# Exercise
Each record must be reproduced exactly as it is shown.

# Exercise material
//! Reporting: the analysis summary plus its terminal and document renderings.
//!
//! We keep formatting code in one place so:
//! - the math/fitting code stays clean and testable
//! - output changes are localized

use chrono::{DateTime, Utc};
use serde::Serialize;

use crate::domain::{
    FittedParams, ModelKind, OptimizationPotential, P80Source, ScreenFractions, SizeDistribution,
};
use crate::process::BlindingCheck;

pub mod document;
pub mod format;
pub mod pdf;

pub use document::*;
pub use format::*;
pub use pdf::*;

/// Efficiency below which a non-blinding screen still has room to improve.
const MODERATE_EFFICIENCY: f64 = 0.95;

/// Everything a run computed, in report order.
#[derive(Debug, Clone, Serialize)]
pub struct AnalysisSummary {
    pub title: String,
    pub generated_at: DateTime<Utc>,
    /// Where the sieve data came from (file path or "built-in demo").
    pub source: String,
    pub distribution: SizeDistribution,
    pub fits: Vec<FittedParams>,
    pub skipped: Vec<SkippedModel>,
    /// Size at 80% passing for each fitted model.
    pub sample_p80: Vec<ModelValue>,
    pub probe: Option<Probe>,
    pub energy: Option<EnergySummary>,
    pub screen: Option<ScreenSummary>,
    pub optimization_potential: Option<String>,
    /// Chart file referenced by the report document, if one was written.
    pub chart: Option<String>,
}

#[derive(Debug, Clone, Serialize)]
pub struct SkippedModel {
    pub model: ModelKind,
    pub reason: String,
}

#[derive(Debug, Clone, Copy, Serialize)]
pub struct ModelValue {
    pub model: ModelKind,
    pub value: f64,
}

/// Predicted passing at a chosen size, per model.
#[derive(Debug, Clone, Serialize)]
pub struct Probe {
    pub size: f64,
    pub passing: Vec<ModelValue>,
}

#[derive(Debug, Clone, Serialize)]
pub struct EnergySummary {
    pub feed_p80: f64,
    pub product_p80: P80Source,
    /// Measured specific energy (kWh/t).
    pub energy_consumption: Option<f64>,
    /// Bond Work Index back-calculated from `energy_consumption` (kWh/t).
    pub calculated_work_index: Option<f64>,
    /// Work index used for the energy requirement (given or calculated).
    pub work_index: Option<f64>,
    /// Energy required for the F80 -> P80 reduction (kWh/t).
    pub energy_required: Option<f64>,
    pub throughput: Option<f64>,
    pub mill_power_kw: Option<f64>,
}

#[derive(Debug, Clone, Serialize)]
pub struct ScreenSummary {
    pub fractions: ScreenFractions,
    pub efficiency: f64,
    pub threshold: f64,
    pub blinding: BlindingCheck,
}

/// Label how much a circuit stands to gain, from the screen result.
pub fn optimization_potential(screen: &ScreenSummary) -> OptimizationPotential {
    if screen.blinding.is_blinding {
        OptimizationPotential::High
    } else if screen.efficiency < MODERATE_EFFICIENCY {
        OptimizationPotential::Moderate
    } else {
        OptimizationPotential::Low
    }
}


#[cfg(test)]
mod tests {
    use super::*;
    use crate::process::detect_blinding;

    fn screen(efficiency: f64) -> ScreenSummary {
        ScreenSummary {
            fractions: ScreenFractions {
                feed_undersize: 0.8,
                oversize_undersize: 0.1,
                undersize_undersize: 0.95,
            },
            efficiency,
            threshold: 0.85,
            blinding: detect_blinding(efficiency, 0.85),
        }
    }

    #[test]
    fn potential_follows_efficiency_bands() {
        assert_eq!(optimization_potential(&screen(0.70)), OptimizationPotential::High);
        assert_eq!(optimization_potential(&screen(0.90)), OptimizationPotential::Moderate);
        assert_eq!(optimization_potential(&screen(0.98)), OptimizationPotential::Low);
    }
}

# Your solution
//! Reporting: the analysis summary plus its terminal and document renderings.
//!
//! We keep formatting code in one place so:
//! - the math/fitting code stays clean and testable
//! - output changes are localized

use chrono::{DateTime, Utc};
use serde::Serialize;

use crate::domain::{
    FittedParams, ModelKind, OptimizationPotential, P80Source, ScreenFractions, SizeDistribution,
};
use crate::process::BlindingCheck;

pub mod document;
pub mod format;
pub mod pdf;

pub use document::*;
pub use format::*;
pub use pdf::*;

/// Efficiency below which a non-blinding screen still has room to improve.
const MODERATE_EFFICIENCY: f64 = 0.95;

/// Everything a run computed, in report order.
#[derive(Debug, Clone, Serialize)]
pub struct AnalysisSummary {
    pub title: String,
    pub generated_at: DateTime<Utc>,
    /// Where the sieve data came from (file path or "built-in demo").
    pub source: String,
    pub distribution: SizeDistribution,
    pub fits: Vec<FittedParams>,
    pub skipped: Vec<SkippedModel>,
    /// Size at 80% passing for each fitted model.
    pub sample_p80: Vec<ModelValue>,
    pub probe: Option<Probe>,
    pub energy: Option<EnergySummary>,
    pub screen: Option<ScreenSummary>,
    pub optimization_potential: Option<String>,
    /// Chart file referenced by the report document, if one was written.
    pub chart: Option<String>,
}

#[derive(Debug, Clone, Serialize)]
pub struct SkippedModel {
    pub model: ModelKind,
    pub reason: String,
}

#[derive(Debug, Clone, Copy, Serialize)]
pub struct ModelValue {
    pub model: ModelKind,
    pub value: f64,
}

/// Predicted passing at a chosen size, per model.
#[derive(Debug, Clone, Serialize)]
pub struct Probe {
    pub size: f64,
    pub passing: Vec<ModelValue>,
}

#[derive(Debug, Clone, Serialize)]
pub struct EnergySummary {
    pub feed_p80: f64,
    pub product_p80: P80Source,
    /// Measured specific energy (kWh/t).
    pub energy_consumption: Option<f64>,
    /// Bond Work Index back-calculated from `energy_consumption` (kWh/t).
    pub calculated_work_index: Option<f64>,
    /// Work index used for the energy requirement (given or calculated).
    pub work_index: Option<f64>,
    /// Energy required for the F80 -> P80 reduction (kWh/t).
    pub energy_required: Option<f64>,
    pub throughput: Option<f64>,
    pub mill_power_kw: Option<f64>,
}

#[derive(Debug, Clone, Serialize)]
pub struct ScreenSummary {
    pub fractions: ScreenFractions,
    pub efficiency: f64,
    pub threshold: f64,
    pub blinding: BlindingCheck,
}

/// Label how much a circuit stands to gain, from the screen result.
pub fn optimization_potential(screen: &ScreenSummary) -> OptimizationPotential {
    if screen.blinding.is_blinding {
        OptimizationPotential::High
    } else if screen.efficiency < MODERATE_EFFICIENCY {
        OptimizationPotential::Moderate
    } else {
        OptimizationPotential::Low
    }
}


#[cfg(test)]
mod tests {
    use super::*;
    use crate::process::detect_blinding;

    fn screen(efficiency: f64) -> ScreenSummary {
        ScreenSummary {
            fractions: ScreenFractions {
                feed_undersize: 0.8,
                oversize_undersize: 0.1,
                undersize_undersize: 0.95,
            },
            efficiency,
            threshold: 0.85,
            blinding: detect_blinding(efficiency, 0.85),
        }
    }

    #[test]
    fn potential_follows_efficiency_bands() {
        assert_eq!(optimization_potential(&screen(0.70)), OptimizationPotential::High);
        assert_eq!(optimization_potential(&screen(0.90)), OptimizationPotential::Moderate);
        assert_eq!(optimization_potential(&screen(0.98)), OptimizationPotential::Low);
    }
}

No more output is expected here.